Don’t ask me why I decided to go all cowgirl on you, but the urge to say that was just building up inside as I started to write this post. Anyway, talking about other things besides how I greeted you…
Exactly a week ago, I expressed my decision to slow down my workouts a bit for now. That means I’m not doing my dear burpees or circuit workouts, and most exercises I’m doing now are focused on bodyweight resistance, flexibility, and static strengthening (like yoga). At first, I thought, Wow, after all the improvement I’ve made this past year, it’s like I’m taking three steps back now. I won’t have much to work towards. Yeah, yeah, Alison, it’s your self-pity party and you can cry if I want to. Yes, I will definitely be missing my high intensity workouts and the incomparable rush of endorphins they give me, but I also realized that:
a) I am thankful for the body God gave me, so I want to make sure I take proper care of it.
b) I’m still dancing.
c) There are other fitness goals I can work toward that don’t involve me lying in puddles of sweat at the end of my workout.
Something that I’ve learned especially in this past year (ya know, reading healthy living blogs err-day) is that fit, healthy people come in many shapes and sizes with many different skills up their sleeves. A yogi and a marathon runner may not be able to accomplish the same things, but that doesn’t make either any less fit than the other. And that my friends, is the beauty of fitness. You can find something that you enjoy or that works for your body right now to stay fit, without having to do a million different forms of exercise. Now, I still think cross-training and trying different kinds of exercise can be super beneficial for gaining strength in different aspects. You just don’t have to be a Crossfitting yogi that bikes up mountains and swims laps every week.
[From this summer]
So I’ve actually gotten myself pumped to work on some new things that I haven’t paid much attention to in the past. These are some skills I’ve been particularly interested in lately:
- handstands (I’ve been using the instruction from this great tutorial)
- pistol squats— YO. So hard, even with just bodyweight. I’ve been doing them to a low stool/box too!
- assisted pull-ups (a real pull-up is a long ways away..)
- wall sits
- yoga poses
- ab exercises
- power walking/incline walking (do not underestimate the power of the incline on your beeeehind)

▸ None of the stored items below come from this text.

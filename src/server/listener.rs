//! Listener + worker pool (C11): one `UnixListener` per configured
//! `unix:/path` address, a bounded dispatch channel, and a fixed pool of
//! workers that each own one connection for its full read-dispatch-reply
//! cycle. Grounded in the background-task shape the original daemon uses
//! for its periodic workers (`tokio::spawn` + a loop that logs and
//! continues on a per-iteration error) generalized here to N workers
//! draining one channel instead of N independent timers.

use std::sync::Arc;

use tokio::net::{UnixListener, UnixStream};
use tokio::sync::{mpsc, watch};

use crate::config::SysdbConfig;
use crate::server::connection;
use crate::store::store::Store;

/// Starts one accept loop per configured address and a fixed worker pool
/// draining their output, returning once `running` observes `false` and
/// every spawned task has been joined.
pub async fn run(config: &SysdbConfig, store: Arc<Store>, running: watch::Receiver<bool>) -> anyhow::Result<()> {
    let addresses = parse_addresses(&config.listen.addresses)?;
    if addresses.is_empty() {
        anyhow::bail!("no listen addresses configured");
    }

    let (tx, rx) = mpsc::channel::<UnixStream>(config.server.dispatch_queue_depth);
    let rx = Arc::new(tokio::sync::Mutex::new(rx));

    let mut tasks = Vec::new();

    for path in &addresses {
        let listener = bind(path)?;
        tracing::info!("listening on unix:{path}");
        let tx = tx.clone();
        let mut running = running.clone();
        let path = path.clone();
        tasks.push(tokio::spawn(async move {
            accept_loop(listener, tx, &mut running, &path).await;
        }));
    }
    drop(tx);

    for _ in 0..config.server.worker_threads.max(1) {
        let rx = rx.clone();
        let store = store.clone();
        tasks.push(tokio::spawn(async move {
            worker_loop(rx, store).await;
        }));
    }

    let mut running_shutdown = running.clone();
    let _ = running_shutdown.changed().await;

    for task in tasks {
        let _ = task.await;
    }

    for path in &addresses {
        let _ = std::fs::remove_file(path);
    }

    Ok(())
}

fn parse_addresses(entries: &[String]) -> anyhow::Result<Vec<String>> {
    entries
        .iter()
        .map(|e| {
            e.strip_prefix("unix:")
                .map(|p| p.to_string())
                .ok_or_else(|| anyhow::anyhow!("unsupported listen address '{e}' (only unix:/path is supported)"))
        })
        .collect()
}

fn bind(path: &str) -> anyhow::Result<UnixListener> {
    if std::path::Path::new(path).exists() {
        std::fs::remove_file(path)?;
    }
    if let Some(parent) = std::path::Path::new(path).parent() {
        std::fs::create_dir_all(parent)?;
    }
    Ok(UnixListener::bind(path)?)
}

async fn accept_loop(listener: UnixListener, tx: mpsc::Sender<UnixStream>, running: &mut watch::Receiver<bool>, path: &str) {
    loop {
        tokio::select! {
            accepted = listener.accept() => {
                match accepted {
                    Ok((stream, _addr)) => {
                        if tx.send(stream).await.is_err() {
                            return;
                        }
                    }
                    Err(e) => tracing::warn!("accept on unix:{path} failed: {e}"),
                }
            }
            changed = running.changed() => {
                if changed.is_err() || !*running.borrow() {
                    return;
                }
            }
        }
    }
}

async fn worker_loop(rx: Arc<tokio::sync::Mutex<mpsc::Receiver<UnixStream>>>, store: Arc<Store>) {
    loop {
        let stream = {
            let mut rx = rx.lock().await;
            rx.recv().await
        };
        match stream {
            Some(stream) => connection::handle(stream, store.clone()).await,
            None => return,
        }
    }
}

#[cfg(test)]
mod tests {
    use super::*;

    #[test]
    fn rejects_non_unix_addresses() {
        let err = parse_addresses(&["tcp:127.0.0.1:9000".to_string()]).unwrap_err();
        assert!(err.to_string().contains("unsupported listen address"));
    }

    #[test]
    fn strips_the_unix_prefix() {
        let addrs = parse_addresses(&["unix:/tmp/sysdbd.sock".to_string()]).unwrap();
        assert_eq!(addrs, vec!["/tmp/sysdbd.sock".to_string()]);
    }
}
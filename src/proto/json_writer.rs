//! A `Writer` (§4.12) that replays store objects into `serde_json::Value`
//! trees for `DATA` replies. The ingestion side of the same trait lives on
//! `Store` itself (`src/store/store.rs`) — this is the other direction: the
//! same four calls, driven by `Scan`/`Emit`/`EmitFull`, building output
//! instead of mutating the store.
//!
//! Nesting relies on the call order `Store::emit_full` guarantees: a
//! host/service/metric is always followed immediately by its own attributes
//! (and, for a host, its metrics and services) before any sibling is
//! touched. `JsonWriter` tracks only "the currently open host" and "the
//! currently open service/metric", updated as those calls arrive, rather
//! than a full stack — the guarantee makes that enough.

use std::convert::Infallible;

use serde_json::{json, Map, Value};

use crate::datum::{Datum, QuoteStyle};
use crate::store::object::TimeseriesStore;
use crate::store::writer::Writer;

enum ChildLoc {
    /// A service/metric nested under the currently open host, at this index
    /// of `results[host_idx][array]`.
    HostChild { host_idx: usize, array: &'static str, idx: usize },
    /// A service/metric emitted at the top level (a `LIST`/`LOOKUP` over
    /// services/metrics visits no host at all).
    Root(usize),
}

pub struct JsonWriter {
    pub results: Vec<Value>,
    current_host: Option<(usize, String)>,
    current_child: Option<ChildLoc>,
}

impl JsonWriter {
    pub fn new() -> Self {
        JsonWriter { results: Vec::new(), current_host: None, current_child: None }
    }

    fn child_object_mut(&mut self) -> Option<&mut Map<String, Value>> {
        match self.current_child.as_ref()? {
            ChildLoc::Root(idx) => self.results.get_mut(*idx)?.as_object_mut(),
            ChildLoc::HostChild { host_idx, array, idx } => self.results.get_mut(*host_idx)?.get_mut(*array)?.as_array_mut()?.get_mut(*idx)?.as_object_mut(),
        }
    }

    fn host_object_mut(&mut self, host: &str) -> Option<&mut Map<String, Value>> {
        let (idx, name) = self.current_host.as_ref()?;
        if name != host {
            return None;
        }
        self.results.get_mut(*idx)?.as_object_mut()
    }
}

impl Default for JsonWriter {
    fn default() -> Self {
        JsonWriter::new()
    }
}

impl Writer for JsonWriter {
    type Error = Infallible;

    fn store_host(&mut self, name: &str, last_update: i64, backends: &[String]) -> Result<(), Infallible> {
        self.results.push(json!({
            "kind": "host",
            "name": name,
            "last_update": format_timestamp(last_update),
            "backend": backends,
            "attributes": {},
            "services": [],
            "metrics": [],
        }));
        self.current_host = Some((self.results.len() - 1, name.to_string()));
        self.current_child = None;
        Ok(())
    }

    fn store_service(&mut self, host: &str, name: &str, last_update: i64, backends: &[String]) -> Result<(), Infallible> {
        let obj = json!({
            "kind": "service",
            "host": host,
            "name": name,
            "last_update": format_timestamp(last_update),
            "backend": backends,
            "attributes": {},
        });
        if let Some(parent) = self.host_object_mut(host) {
            let arr = parent.get_mut("services").and_then(Value::as_array_mut).expect("services is an array");
            arr.push(obj);
            let idx = arr.len() - 1;
            let host_idx = self.current_host.as_ref().unwrap().0;
            self.current_child = Some(ChildLoc::HostChild { host_idx, array: "services", idx });
        } else {
            self.results.push(obj);
            self.current_child = Some(ChildLoc::Root(self.results.len() - 1));
        }
        Ok(())
    }

    fn store_metric(
        &mut self,
        host: &str,
        name: &str,
        store: Option<&TimeseriesStore>,
        last_update: i64,
        backends: &[String],
    ) -> Result<(), Infallible> {
        let store_json = match store {
            Some(ts) => json!({"kind": ts.kind, "id": ts.id}),
            None => Value::Null,
        };
        let obj = json!({
            "kind": "metric",
            "host": host,
            "name": name,
            "last_update": format_timestamp(last_update),
            "backend": backends,
            "store": store_json,
            "attributes": {},
        });
        if let Some(parent) = self.host_object_mut(host) {
            let arr = parent.get_mut("metrics").and_then(Value::as_array_mut).expect("metrics is an array");
            arr.push(obj);
            let idx = arr.len() - 1;
            let host_idx = self.current_host.as_ref().unwrap().0;
            self.current_child = Some(ChildLoc::HostChild { host_idx, array: "metrics", idx });
        } else {
            self.results.push(obj);
            self.current_child = Some(ChildLoc::Root(self.results.len() - 1));
        }
        Ok(())
    }

    fn store_attribute(
        &mut self,
        host: &str,
        parent_kind: &str,
        parent_name: &str,
        key: &str,
        value: &Datum,
        last_update: i64,
        backends: &[String],
    ) -> Result<(), Infallible> {
        let attr = json!({"value": datum_to_json(value), "last_update": format_timestamp(last_update), "backend": backends});
        let parent_obj = match parent_kind {
            "host" => self.host_object_mut(host),
            _ => self.child_object_mut(),
        };
        let attached = parent_obj
            .and_then(|o| o.get_mut("attributes"))
            .and_then(Value::as_object_mut)
            .map(|m| {
                m.insert(key.to_string(), attr);
            });
        if attached.is_none() {
            // A root-level attribute query (`LIST attribute`/`LOOKUP attribute`):
            // no enclosing host/service/metric object was opened.
            self.results.push(json!({
                "kind": "attribute",
                "host": host,
                "parent_kind": parent_kind,
                "parent_name": parent_name,
                "key": key,
                "value": datum_to_json(value),
                "last_update": format_timestamp(last_update),
                "backend": backends,
            }));
        }
        Ok(())
    }
}

pub fn datum_to_json(d: &Datum) -> Value {
    match d {
        Datum::Null => Value::Null,
        Datum::Integer(i) => json!(i),
        Datum::Decimal(f) => json!(f),
        Datum::String(s) => json!(s),
        Datum::Datetime(ns) => json!(format_timestamp(*ns)),
        Datum::Binary(b) => json!(b),
        Datum::Regex(r) => json!(r.source),
        Datum::Array(a) => Value::Array(a.elements.iter().map(datum_to_json).collect()),
    }
}

/// Renders a nanosecond epoch timestamp the same human-readable way a
/// `Datum::Datetime` formats for SysQL output, so a `DATA` reply's
/// `last_update`/attribute-value fields read the same whichever path
/// produced them.
fn format_timestamp(ns: i64) -> String {
    Datum::Datetime(ns).format(QuoteStyle::None)
}

#[cfg(test)]
mod tests {
    use super::*;

    #[test]
    fn host_with_service_nests_in_services_array() {
        let mut w = JsonWriter::new();
        w.store_host("h1", 1, &[]).unwrap();
        w.store_service("h1", "ssh", 1, &[]).unwrap();
        w.store_attribute("h1", "service", "ssh", "port", &Datum::Integer(22), 1, &[]).unwrap();
        assert_eq!(w.results.len(), 1);
        let services = w.results[0]["services"].as_array().unwrap();
        assert_eq!(services.len(), 1);
        assert_eq!(services[0]["attributes"]["port"]["value"], json!(22));
    }

    #[test]
    fn list_of_services_emits_flat_top_level_entries() {
        let mut w = JsonWriter::new();
        w.store_service("h1", "ssh", 1, &[]).unwrap();
        w.store_service("h2", "ssh", 1, &[]).unwrap();
        assert_eq!(w.results.len(), 2);
        assert_eq!(w.results[0]["host"], json!("h1"));
    }

    #[test]
    fn root_level_attribute_query_has_no_parent_object() {
        let mut w = JsonWriter::new();
        w.store_attribute("h1", "host", "h1", "role", &Datum::String("web".into()), 1, &[]).unwrap();
        assert_eq!(w.results.len(), 1);
        assert_eq!(w.results[0]["key"], json!("role"));
    }
}
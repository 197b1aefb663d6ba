//! Per-connection state and dispatch (C10). Each accepted socket is driven
//! to completion by exactly one worker (§4.10); this module owns the
//! read-frame/dispatch/reply-frame cycle for a single connection.
//!
//! The original read loop buffers bytes non-blocking and tracks a partial
//! command's type/length across poll iterations by hand. Under async Rust
//! that bookkeeping is exactly what `AsyncReadExt::read_exact` already does
//! against a buffered stream — the suspension point is the same one named
//! in §5 ("network reads/writes"), just expressed as an `.await` instead of
//! a `would-block` return. There is nothing left for a connection to track
//! between frames beyond the authentication state itself.

use std::sync::Arc;

use tokio::io::{AsyncReadExt, AsyncWriteExt};
use tokio::net::UnixStream;

use crate::error::{ConnError, ProtoError, QueryError};
use crate::proto::codec::{decode_header, encode_frame, BodyReader, BodyWriter, HEADER_LEN};
use crate::proto::json_writer::JsonWriter;
use crate::proto::message::{ReplyType, RequestType, WireObjectKind};
use crate::store::object::CollectionKind;
use crate::store::store::Store;
use crate::sysql::ast::{Node, ObjectKind};
use crate::sysql::{analyze_statement, parse_conditional, parse_statements, plan};

/// Drives one connection until EOF or a fatal IO/protocol error. Per §4.9,
/// a fatal error just closes this connection — it never propagates to the
/// rest of the server.
pub async fn handle(mut stream: UnixStream, store: Arc<Store>) {
    let mut ready = false;
    loop {
        let frame = match read_frame(&mut stream).await {
            Ok(Some(frame)) => frame,
            Ok(None) => return,
            Err(e) => {
                tracing::debug!("connection closed on protocol error: {e}");
                return;
            }
        };
        let (msg_type, body) = frame;

        let reply = match RequestType::from_u32(msg_type) {
            None => error_reply(&format!("Invalid command {msg_type}")),
            Some(RequestType::Startup) => dispatch_startup(&mut ready, &body),
            Some(_) if !ready => error_reply("Authentication required"),
            Some(RequestType::Ping) => ok_reply(None),
            Some(RequestType::Query) => dispatch_query(&store, &body),
            Some(RequestType::Fetch) => dispatch_fetch(&store, &body),
            Some(RequestType::List) => dispatch_list(&store, &body),
            Some(RequestType::Lookup) => dispatch_lookup(&store, &body),
            Some(RequestType::Timeseries) => error_reply("time-series retrieval is not implemented"),
            Some(RequestType::StoreHost) => dispatch_store_host(&store, &body),
            Some(RequestType::StoreService) => dispatch_store_service(&store, &body),
            Some(RequestType::StoreMetric) => dispatch_store_metric(&store, &body),
            Some(RequestType::StoreAttribute) => dispatch_store_attribute(&store, &body),
        };

        if write_frame(&mut stream, reply).await.is_err() {
            return;
        }
    }
}

async fn read_frame(stream: &mut UnixStream) -> Result<Option<(u32, Vec<u8>)>, ConnError> {
    let mut header = [0u8; HEADER_LEN];
    match stream.read_exact(&mut header).await {
        Ok(_) => {}
        Err(e) if e.kind() == std::io::ErrorKind::UnexpectedEof => return Ok(None),
        Err(e) => return Err(ConnError::Io(e)),
    }
    let (msg_type, len) = decode_header(&header)?;
    let mut body = vec![0u8; len as usize];
    stream.read_exact(&mut body).await?;
    Ok(Some((msg_type, body)))
}

async fn write_frame(stream: &mut UnixStream, (reply_type, body): (u32, Vec<u8>)) -> std::io::Result<()> {
    stream.write_all(&encode_frame(reply_type, &body)).await
}

fn ok_reply(message: Option<&str>) -> (u32, Vec<u8>) {
    (ReplyType::Ok.as_u32(), message.map(|m| m.as_bytes().to_vec()).unwrap_or_default())
}

fn error_reply(message: &str) -> (u32, Vec<u8>) {
    (ReplyType::Error.as_u32(), message.as_bytes().to_vec())
}

fn data_reply(sub_type: u32, json: &serde_json::Value) -> (u32, Vec<u8>) {
    let mut w = BodyWriter::new();
    w.u32(sub_type).raw(json.to_string().as_bytes());
    (ReplyType::Data.as_u32(), w.into_bytes())
}

fn dispatch_startup(ready: &mut bool, body: &[u8]) -> (u32, Vec<u8>) {
    match std::str::from_utf8(body) {
        Ok(username) if !username.is_empty() => {
            *ready = true;
            ok_reply(None)
        }
        Ok(_) => error_reply("STARTUP requires a non-empty username"),
        Err(_) => error_reply("STARTUP username is not valid UTF-8"),
    }
}

fn dispatch_query(store: &Store, body: &[u8]) -> (u32, Vec<u8>) {
    let text = match std::str::from_utf8(body) {
        Ok(t) => t,
        Err(_) => return error_reply("QUERY body is not valid UTF-8"),
    };
    match run_query_text(store, text) {
        Ok(json) => data_reply(RequestType::Query.as_u32(), &json),
        Err(e) => error_reply(&e.to_string()),
    }
}

fn run_query_text(store: &Store, text: &str) -> Result<serde_json::Value, QueryError> {
    let statements = parse_statements(text)?;
    let node = statements.first().ok_or_else(|| QueryError::Analyze(crate::error::AnalyzeError("empty statement".to_string())))?;
    analyze_statement(node).map_err(QueryError::Analyze)?;
    let query = plan(node)?;
    let mut writer = JsonWriter::new();
    query.execute(store, &mut writer)?;
    Ok(serde_json::Value::Array(writer.results))
}

fn dispatch_fetch(store: &Store, body: &[u8]) -> (u32, Vec<u8>) {
    let mut r = BodyReader::new(body);
    let kind = match r.u32().ok().and_then(WireObjectKind::from_u32) {
        Some(k) => k.to_ast(),
        None => return error_reply("FETCH: unknown object kind"),
    };
    let name = match r.string() {
        Ok(s) => s,
        Err(e) => return error_reply(&e.to_string()),
    };
    let node = Node::Fetch { kind, name, filter: None };
    match run_structured(store, &node, RequestType::Fetch.as_u32()) {
        Ok(reply) => reply,
        Err(e) => error_reply(&e.to_string()),
    }
}

fn dispatch_list(store: &Store, body: &[u8]) -> (u32, Vec<u8>) {
    let mut r = BodyReader::new(body);
    let kind = if r.has_remaining() {
        match r.u32().ok().and_then(WireObjectKind::from_u32) {
            Some(k) => k.to_ast(),
            None => return error_reply("LIST: unknown object kind"),
        }
    } else {
        ObjectKind::Host
    };
    let node = Node::List { kind, filter: None };
    match run_structured(store, &node, RequestType::List.as_u32()) {
        Ok(reply) => reply,
        Err(e) => error_reply(&e.to_string()),
    }
}

fn dispatch_lookup(store: &Store, body: &[u8]) -> (u32, Vec<u8>) {
    let mut r = BodyReader::new(body);
    let kind = match r.u32().ok().and_then(WireObjectKind::from_u32) {
        Some(k) => k.to_ast(),
        None => return error_reply("LOOKUP: unknown object kind"),
    };
    let match_text = match r.string() {
        Ok(s) => s,
        Err(e) => return error_reply(&e.to_string()),
    };
    let matcher = match parse_conditional(&match_text, kind.context()) {
        Ok(m) => m,
        Err(e) => return error_reply(&e.to_string()),
    };
    let node = Node::Lookup { kind, matcher: Box::new(matcher), filter: None };
    match run_structured(store, &node, RequestType::Lookup.as_u32()) {
        Ok(reply) => reply,
        Err(e) => error_reply(&e.to_string()),
    }
}

fn run_structured(store: &Store, node: &Node, sub_type: u32) -> Result<(u32, Vec<u8>), QueryError> {
    analyze_statement(node).map_err(QueryError::Analyze)?;
    let query = plan(node)?;
    let mut writer = JsonWriter::new();
    query.execute(store, &mut writer)?;
    Ok(data_reply(sub_type, &serde_json::Value::Array(writer.results)))
}

fn dispatch_store_host(store: &Store, body: &[u8]) -> (u32, Vec<u8>) {
    let mut r = BodyReader::new(body);
    let decoded = (|| -> Result<_, ProtoError> {
        let name = r.string()?;
        let last_update = r.i64()?;
        let backends = r.string_list()?;
        Ok((name, last_update, backends))
    })();
    let (name, last_update, backends) = match decoded {
        Ok(v) => v,
        Err(e) => return error_reply(&e.to_string()),
    };
    match store.store_host(&name, last_update, &backends) {
        Ok(()) => ok_reply(Some("host stored")),
        Err(e) => error_reply(&e.to_string()),
    }
}

fn dispatch_store_service(store: &Store, body: &[u8]) -> (u32, Vec<u8>) {
    let mut r = BodyReader::new(body);
    let decoded = (|| -> Result<_, ProtoError> {
        let host = r.string()?;
        let name = r.string()?;
        let last_update = r.i64()?;
        let backends = r.string_list()?;
        Ok((host, name, last_update, backends))
    })();
    let (host, name, last_update, backends) = match decoded {
        Ok(v) => v,
        Err(e) => return error_reply(&e.to_string()),
    };
    match store.store_service(&host, &name, last_update, &backends) {
        Ok(()) => ok_reply(Some("service stored")),
        Err(e) => error_reply(&e.to_string()),
    }
}

fn dispatch_store_metric(store: &Store, body: &[u8]) -> (u32, Vec<u8>) {
    let mut r = BodyReader::new(body);
    let decoded = (|| -> Result<_, ProtoError> {
        let host = r.string()?;
        let name = r.string()?;
        let has_store = r.u8()? != 0;
        let ts = if has_store {
            let kind = r.string()?;
            let id = r.string()?;
            Some(crate::store::object::TimeseriesStore { kind, id })
        } else {
            None
        };
        let last_update = r.i64()?;
        let backends = r.string_list()?;
        Ok((host, name, ts, last_update, backends))
    })();
    let (host, name, ts, last_update, backends) = match decoded {
        Ok(v) => v,
        Err(e) => return error_reply(&e.to_string()),
    };
    match store.store_metric(&host, &name, ts, last_update, &backends) {
        Ok(()) => ok_reply(Some("metric stored")),
        Err(e) => error_reply(&e.to_string()),
    }
}

fn dispatch_store_attribute(store: &Store, body: &[u8]) -> (u32, Vec<u8>) {
    let mut r = BodyReader::new(body);
    let decoded = (|| -> Result<_, ProtoError> {
        let host = r.string()?;
        let parent_kind_tag = r.u32()?;
        let parent_name = r.string()?;
        let key = r.string()?;
        let value = r.datum()?;
        let last_update = r.i64()?;
        let backends = r.string_list()?;
        Ok((host, parent_kind_tag, parent_name, key, value, last_update, backends))
    })();
    let (host, parent_kind_tag, parent_name, key, value, last_update, backends) = match decoded {
        Ok(v) => v,
        Err(e) => return error_reply(&e.to_string()),
    };
    let parent_kind = match parent_kind_tag {
        1 => CollectionKind::Host,
        2 => CollectionKind::Service,
        3 => CollectionKind::Metric,
        t => return error_reply(&format!("unknown parent kind {t}")),
    };
    match store.store_attribute(&host, parent_kind, &parent_name, &key, &value, last_update, &backends) {
        Ok(()) => ok_reply(Some("attribute stored")),
        Err(e) => error_reply(&e.to_string()),
    }
}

As you can see, there are plenty of things to work toward, and I’m excited about them! I do realize that exercises like pistol squats and pull-ups can get pretty intensive, but I don’t go too crazy and I’ll only work on them once a week if at all.
I used to have the mentality that if I wasn’t sore or just plain wiped out after a workout, then I didn’t have a good workout. Like, what?! My brain and SENSE aren’t always in check with each other. I can already tell that my body is much happier (i.e. less exhausted, more energetic when I go to exercise again) now that I’m not constantly pushing it to its limit. Hallelujah, Alison!
Thank you all again for your loving support through this journey of mine. I deeply appreciate it. ❤
So tell me: What are some of your fitness goals right now? What kinds of exercise do you enjoy the most?